Problem to solve: Write down nothing except how many lines in the entries contain "produced".

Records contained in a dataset
☆ ☆ ☆ ☆ ☆

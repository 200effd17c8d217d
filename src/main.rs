//! Console front end for the cities listing.
//!
//! Every stdin line is treated as filter text unless it is one of the
//! commands `:page N`, `:sort COLUMN asc|desc`, `:reload` or `:quit`.

use std::env;
use std::sync::Arc;

use dotenvy::dotenv;
use tokio::io::{AsyncBufReadExt, BufReader};
use tokio::sync::watch;

use cities_admin::domain::city::City;
use cities_admin::gate::GateError;
use cities_admin::gate::list::{FetchStatus, ListHandle, ListView};
use cities_admin::models::config::AdminConfig;
use cities_admin::pagination::SortOrder;
use cities_admin::repository::{HttpRepository, PageSource};

#[derive(Debug, PartialEq, Eq)]
enum ConsoleCommand {
    Filter(String),
    Page(i64),
    Sort(String, SortOrder),
    Reload,
    Quit,
}

fn parse_command(line: &str) -> Result<ConsoleCommand, String> {
    let Some(command) = line.trim().strip_prefix(':') else {
        return Ok(ConsoleCommand::Filter(line.to_string()));
    };

    let mut parts = command.split_whitespace();
    match (parts.next(), parts.next(), parts.next()) {
        (Some("page"), Some(page), None) => page
            .parse::<i64>()
            .map(|page| ConsoleCommand::Page(page - 1))
            .map_err(|_| format!("not a page number: {page}")),
        (Some("sort"), Some(column), order) => {
            let order = match order {
                Some(order) => SortOrder::try_from(order.to_string())?,
                None => SortOrder::Asc,
            };
            Ok(ConsoleCommand::Sort(column.to_string(), order))
        }
        (Some("reload"), None, None) => Ok(ConsoleCommand::Reload),
        (Some("quit" | "q"), None, None) => Ok(ConsoleCommand::Quit),
        _ => Err(format!("unknown command :{command}")),
    }
}

fn render(view: &ListView<City>) {
    if view.hidden {
        println!("(no cities)");
        return;
    }
    for city in &view.rows {
        println!(
            "{:>6}  {:<32} {:>9.4} {:>10.4}  {}",
            city.id,
            city.name,
            city.lat,
            city.lon,
            city.country_name.as_deref().unwrap_or("-")
        );
    }
    let links: Vec<String> = view
        .page_links()
        .into_iter()
        .map(|link| match link {
            Some(page) if page == view.paginator.page_index as usize + 1 => format!("[{page}]"),
            Some(page) => page.to_string(),
            None => "...".to_string(),
        })
        .collect();
    println!(
        "{} cities, page {}/{}: {}",
        view.total_count,
        view.paginator.page_index + 1,
        view.paginator.total_pages,
        links.join(" ")
    );
}

async fn print_views(mut views: watch::Receiver<ListView<City>>) {
    while views.changed().await.is_ok() {
        let view = views.borrow_and_update().clone();
        render(&view);
    }
}

async fn print_failures(mut status: watch::Receiver<FetchStatus>) {
    while status.changed().await.is_ok() {
        if let FetchStatus::Failed(err) = &*status.borrow_and_update() {
            eprintln!("failed to load cities: {err}");
        }
    }
}

fn dispatch(list: &ListHandle<City>, command: ConsoleCommand) -> Result<(), GateError> {
    match command {
        ConsoleCommand::Filter(text) => list.filter_text_changed(text),
        ConsoleCommand::Page(page) => {
            let page_size = i64::from(list.query().page_size);
            list.page_changed(page, page_size)
        }
        ConsoleCommand::Sort(column, order) => list.sort_changed(column, order),
        ConsoleCommand::Reload => list.reload(),
        ConsoleCommand::Quit => Ok(()),
    }
}

#[tokio::main]
async fn main() {
    dotenv().ok();
    env_logger::init_from_env(env_logger::Env::default().default_filter_or("info"));

    let app_env = env::var("APP_ENV").unwrap_or_else(|_| "local".into());
    let config = match AdminConfig::load(&app_env) {
        Ok(config) => config,
        Err(err) => {
            log::error!("Failed to load configuration: {err}");
            std::process::exit(1);
        }
    };

    let repo = match HttpRepository::new(&config.base_url, config.request_timeout()) {
        Ok(repo) => repo,
        Err(err) => {
            log::error!("Failed to build HTTP client: {err}");
            std::process::exit(1);
        }
    };
    let source: Arc<dyn PageSource<City>> = Arc::new(repo);

    let list = match ListHandle::spawn(source, config.list_settings(), None) {
        Ok(list) => list,
        Err(err) => {
            log::error!("Invalid listing settings: {err}");
            std::process::exit(1);
        }
    };
    log::info!("Listing cities from {}", config.base_url);

    tokio::spawn(print_views(list.view()));
    tokio::spawn(print_failures(list.status()));

    let mut lines = BufReader::new(tokio::io::stdin()).lines();
    loop {
        let line = match lines.next_line().await {
            Ok(Some(line)) => line,
            Ok(None) => break,
            Err(err) => {
                log::error!("Failed to read stdin: {err}");
                break;
            }
        };

        let command = match parse_command(&line) {
            Ok(command) => command,
            Err(message) => {
                eprintln!("{message}");
                continue;
            }
        };
        if command == ConsoleCommand::Quit {
            break;
        }
        if let Err(err) = dispatch(&list, command) {
            eprintln!("{err}");
        }
    }

    list.close();
}
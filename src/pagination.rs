//! Paging, sorting and filtering descriptors shared by every listing screen.
//!
//! [`PageQuery`] is the canonical request descriptor sent to a list endpoint
//! and [`PageResult`] is the envelope it answers with. Queries are only ever
//! derived through [`PageQuery::build`], which owns the page-reset and
//! filter-pairing rules.

use std::fmt::{Display, Formatter};

use serde::{Deserialize, Serialize};
use thiserror::Error;

/// Page size used by the listing screens unless the view overrides it.
pub const DEFAULT_PAGE_SIZE: u32 = 10;

/// Page size used to pull a complete lookup list (e.g. countries for a select).
pub const LOOKUP_PAGE_SIZE: u32 = 99_999;

/// Errors raised while deriving a query. They never reach the network.
#[derive(Debug, Error, PartialEq, Eq)]
pub enum QueryError {
    #[error("invalid query: {0}")]
    InvalidQuery(String),
}

/// Sort direction of a listing.
#[derive(Clone, Copy, Debug, Default, PartialEq, Eq, Hash, Serialize, Deserialize)]
#[serde(try_from = "String", into = "String")]
pub enum SortOrder {
    #[default]
    Asc,
    Desc,
}

impl SortOrder {
    pub fn as_str(self) -> &'static str {
        match self {
            SortOrder::Asc => "asc",
            SortOrder::Desc => "desc",
        }
    }
}

impl Display for SortOrder {
    fn fmt(&self, f: &mut Formatter<'_>) -> std::fmt::Result {
        f.write_str(self.as_str())
    }
}

impl TryFrom<String> for SortOrder {
    type Error = String;

    fn try_from(value: String) -> Result<Self, Self::Error> {
        match value.trim().to_ascii_lowercase().as_str() {
            "asc" => Ok(SortOrder::Asc),
            "desc" => Ok(SortOrder::Desc),
            _ => Err(format!("unknown sort order `{value}`")),
        }
    }
}

impl From<SortOrder> for String {
    fn from(value: SortOrder) -> Self {
        value.as_str().to_string()
    }
}

/// Canonical request descriptor for a list endpoint.
///
/// Serializes directly into the endpoint's query string; the filter pair is
/// omitted entirely when no filter is active.
#[derive(Clone, Debug, PartialEq, Eq, Hash, Serialize)]
#[serde(rename_all = "camelCase")]
pub struct PageQuery {
    pub page_index: u32,
    pub page_size: u32,
    pub sort_column: String,
    pub sort_order: SortOrder,
    #[serde(skip_serializing_if = "Option::is_none")]
    pub filter_column: Option<String>,
    #[serde(skip_serializing_if = "Option::is_none")]
    pub filter_query: Option<String>,
}

/// Partial update applied to a [`PageQuery`].
///
/// Numeric fields are signed so that malformed view input can be rejected
/// instead of silently wrapping. `filter_query: Some("")` clears the filter.
#[derive(Clone, Debug, Default, PartialEq)]
pub struct QueryPatch {
    pub page_index: Option<i64>,
    pub page_size: Option<i64>,
    pub sort_column: Option<String>,
    pub sort_order: Option<SortOrder>,
    pub filter_column: Option<String>,
    pub filter_query: Option<String>,
}

impl QueryPatch {
    /// Patch produced by a paginator click.
    pub fn page(page_index: i64, page_size: i64) -> Self {
        Self {
            page_index: Some(page_index),
            page_size: Some(page_size),
            ..Self::default()
        }
    }

    /// Patch produced by a sortable header click.
    pub fn sort(column: impl Into<String>, order: SortOrder) -> Self {
        Self {
            sort_column: Some(column.into()),
            sort_order: Some(order),
            ..Self::default()
        }
    }

    /// Patch produced by the filter input.
    pub fn filter(column: impl Into<String>, query: impl Into<String>) -> Self {
        Self {
            filter_column: Some(column.into()),
            filter_query: Some(query.into()),
            ..Self::default()
        }
    }
}

fn invalid(message: impl Into<String>) -> QueryError {
    QueryError::InvalidQuery(message.into())
}

fn non_empty(value: String) -> Option<String> {
    let trimmed = value.trim();
    if trimmed.is_empty() {
        None
    } else {
        Some(trimmed.to_string())
    }
}

/// Filter text is sent as typed; only blank text clears the filter.
fn filter_text(value: String) -> Option<String> {
    (!value.trim().is_empty()).then_some(value)
}

impl PageQuery {
    /// Creates the query for the first page of a listing.
    pub fn first_page(
        page_size: u32,
        sort_column: impl Into<String>,
        sort_order: SortOrder,
    ) -> Result<Self, QueryError> {
        let sort_column = non_empty(sort_column.into()).ok_or_else(|| invalid("empty sort column"))?;
        if page_size == 0 {
            return Err(invalid("page size must be positive"));
        }
        Ok(Self {
            page_index: 0,
            page_size,
            sort_column,
            sort_order,
            filter_column: None,
            filter_query: None,
        })
    }

    /// Derives the next query from `self` and a partial update.
    ///
    /// The page index falls back to 0 whenever the filter, sort column or
    /// sort order differ from `self`; otherwise the requested (or current)
    /// index is kept.
    pub fn build(&self, patch: QueryPatch) -> Result<PageQuery, QueryError> {
        let page_size = match patch.page_size {
            Some(size) if size <= 0 => return Err(invalid(format!("page size {size}"))),
            Some(size) => u32::try_from(size).map_err(|_| invalid(format!("page size {size}")))?,
            None => self.page_size,
        };
        let requested_index = match patch.page_index {
            Some(index) if index < 0 => return Err(invalid(format!("page index {index}"))),
            Some(index) => {
                u32::try_from(index).map_err(|_| invalid(format!("page index {index}")))?
            }
            None => self.page_index,
        };

        let sort_column = match patch.sort_column {
            Some(column) => non_empty(column).ok_or_else(|| invalid("empty sort column"))?,
            None => self.sort_column.clone(),
        };
        let sort_order = patch.sort_order.unwrap_or(self.sort_order);

        let filter_query = match patch.filter_query {
            Some(query) => filter_text(query),
            None => self.filter_query.clone(),
        };
        let filter_column = match filter_query {
            Some(_) => Some(
                patch
                    .filter_column
                    .and_then(non_empty)
                    .or_else(|| self.filter_column.clone())
                    .ok_or_else(|| invalid("filter query without a filter column"))?,
            ),
            None => None,
        };

        let reshaped = filter_query != self.filter_query
            || filter_column != self.filter_column
            || sort_column != self.sort_column
            || sort_order != self.sort_order;

        Ok(PageQuery {
            page_index: if reshaped { 0 } else { requested_index },
            page_size,
            sort_column,
            sort_order,
            filter_column,
            filter_query,
        })
    }
}

/// Envelope returned by a list endpoint.
#[derive(Clone, Debug, PartialEq, Deserialize, Serialize)]
#[serde(rename_all = "camelCase")]
pub struct PageResult<T> {
    pub data: Vec<T>,
    pub page_index: u32,
    pub page_size: u32,
    pub total_count: u64,
    pub total_pages: u32,
    #[serde(default)]
    pub sort_column: Option<String>,
    #[serde(default)]
    pub sort_order: Option<SortOrder>,
    #[serde(default)]
    pub filter_column: Option<String>,
    #[serde(default)]
    pub filter_query: Option<String>,
}

impl<T> PageResult<T> {
    /// Checks the envelope invariants, returning a description of the first
    /// one that does not hold.
    pub fn check(&self) -> Result<(), String> {
        if self.page_size == 0 {
            return Err("page size is zero".to_string());
        }
        if self.data.len() > self.page_size as usize {
            return Err(format!(
                "{} rows exceed page size {}",
                self.data.len(),
                self.page_size
            ));
        }
        let expected_pages = self.total_count.div_ceil(u64::from(self.page_size));
        if u64::from(self.total_pages) != expected_pages {
            return Err(format!(
                "total pages {} does not match {} rows of {}",
                self.total_pages, self.total_count, self.page_size
            ));
        }
        if self.total_count > 0 && self.page_index >= self.total_pages {
            return Err(format!(
                "page index {} is past the last page {}",
                self.page_index, self.total_pages
            ));
        }
        Ok(())
    }
}

fn get_pages(
    total_pages: usize,
    current_page: usize,
    left_edge: usize,
    left_current: usize,
    right_current: usize,
    right_edge: usize,
) -> Vec<Option<usize>> {
    let last_page = total_pages;

    if last_page == 0 {
        return vec![];
    }

    let mut pages = Vec::new();

    let left_end = (1 + left_edge).min(last_page + 1);
    pages.extend((1..left_end).map(Some));

    let mid_start = left_end.max(current_page.saturating_sub(left_current));
    let mid_end = (current_page + right_current + 1).min(last_page + 1);

    if mid_start > left_end {
        pages.push(None);
    }
    pages.extend((mid_start..mid_end).map(Some));

    let right_start = mid_end.max(last_page.saturating_sub(right_edge) + 1);

    if right_start > mid_end {
        pages.push(None);
    }
    pages.extend((right_start..=last_page).map(Some));

    pages
}

/// Windowed, 1-based page links around the zero-based `page_index`.
/// `None` marks a gap.
pub fn page_links(total_pages: u32, page_index: u32) -> Vec<Option<usize>> {
    get_pages(total_pages as usize, page_index as usize + 1, 2, 2, 4, 2)
}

☆ ☆ ☆ ☆ ☆

Answer to this task: 3